-- Goal of the exercise --
Return, from the data that follows, each line that holds the word "RepaintReason".

Collected data entries:
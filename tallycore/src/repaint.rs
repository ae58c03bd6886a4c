//! Input-driven repaint scheduling
//!
//! The calculator only changes in response to a key or button press, so
//! there is no reason for egui to redraw while the user is idle.
//! `RepaintController` records why a frame is running and asks for one
//! more frame only when the app marks its state dirty outside of input
//! handling (for example a keyboard shortcut that changes the display
//! after the keypad has already been drawn).

/// Why this frame is being painted.
#[derive(Debug, Clone, Copy, PartialEq, Eq)]
pub enum RepaintReason {
    /// First frame.
    Init,
    /// Pointer or keyboard activity.
    Input,
    /// The app requested a follow-up frame.
    StateChange,
}

/// Drop this into the app struct; call [`RepaintController::begin_frame`]
/// at the top of `update()` and [`RepaintController::end_frame`] at the
/// bottom.
#[derive(Debug)]
pub struct RepaintController {
    needs_repaint: bool,
    frame: u64,
    reason: RepaintReason,
}

impl Default for RepaintController {
    fn default() -> Self {
        Self::new()
    }
}

impl RepaintController {
    pub fn new() -> Self {
        Self {
            needs_repaint: false,
            frame: 0,
            reason: RepaintReason::Init,
        }
    }

    /// Request a single extra frame once the current one finishes.
    pub fn mark_needs_repaint(&mut self) {
        self.needs_repaint = true;
    }

    pub fn reason(&self) -> RepaintReason {
        self.reason
    }

    pub fn frame(&self) -> u64 {
        self.frame
    }

    pub fn begin_frame(&mut self, ctx: &egui::Context) {
        let had_input = ctx.input(|i| {
            !i.events.is_empty()
                || i.pointer.any_pressed()
                || i.pointer.any_released()
                || i.pointer.is_moving()
        });
        self.observe(had_input);
    }

    pub fn end_frame(&mut self, ctx: &egui::Context) {
        if self.finish() {
            ctx.request_repaint();
        }
    }

    /// Classify the frame that is starting and consume any pending request.
    fn observe(&mut self, had_input: bool) {
        self.reason = if self.frame == 0 {
            RepaintReason::Init
        } else if !had_input && self.needs_repaint {
            RepaintReason::StateChange
        } else {
            // Window events (resize, focus) also wake egui; count them as input.
            RepaintReason::Input
        };
        self.needs_repaint = false;
    }

    /// Advance the frame counter; returns whether another frame is wanted.
    fn finish(&mut self) -> bool {
        self.frame += 1;
        self.needs_repaint
    }
}

#[cfg(test)]
mod tests {
    use super::*;

    #[test]
    fn first_frame_is_init() {
        let mut rc = RepaintController::new();
        rc.observe(false);
        assert_eq!(rc.reason(), RepaintReason::Init);
        assert!(!rc.finish());
        assert_eq!(rc.frame(), 1);
    }

    #[test]
    fn marked_state_requests_one_follow_up() {
        let mut rc = RepaintController::new();
        rc.observe(true);
        rc.mark_needs_repaint();
        assert!(rc.finish());

        rc.observe(false);
        assert_eq!(rc.reason(), RepaintReason::StateChange);
        assert!(!rc.finish());
    }

    #[test]
    fn idle_frames_do_not_reschedule() {
        let mut rc = RepaintController::new();
        rc.observe(false);
        rc.finish();
        rc.observe(true);
        assert_eq!(rc.reason(), RepaintReason::Input);
        assert!(!rc.finish());
    }
}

-- Output of the exercise --
pub enum RepaintReason {
    reason: RepaintReason,
            reason: RepaintReason::Init,
    pub fn reason(&self) -> RepaintReason {
            RepaintReason::Init
            RepaintReason::StateChange
            RepaintReason::Input
        assert_eq!(rc.reason(), RepaintReason::Init);
        assert_eq!(rc.reason(), RepaintReason::StateChange);
        assert_eq!(rc.reason(), RepaintReason::Input);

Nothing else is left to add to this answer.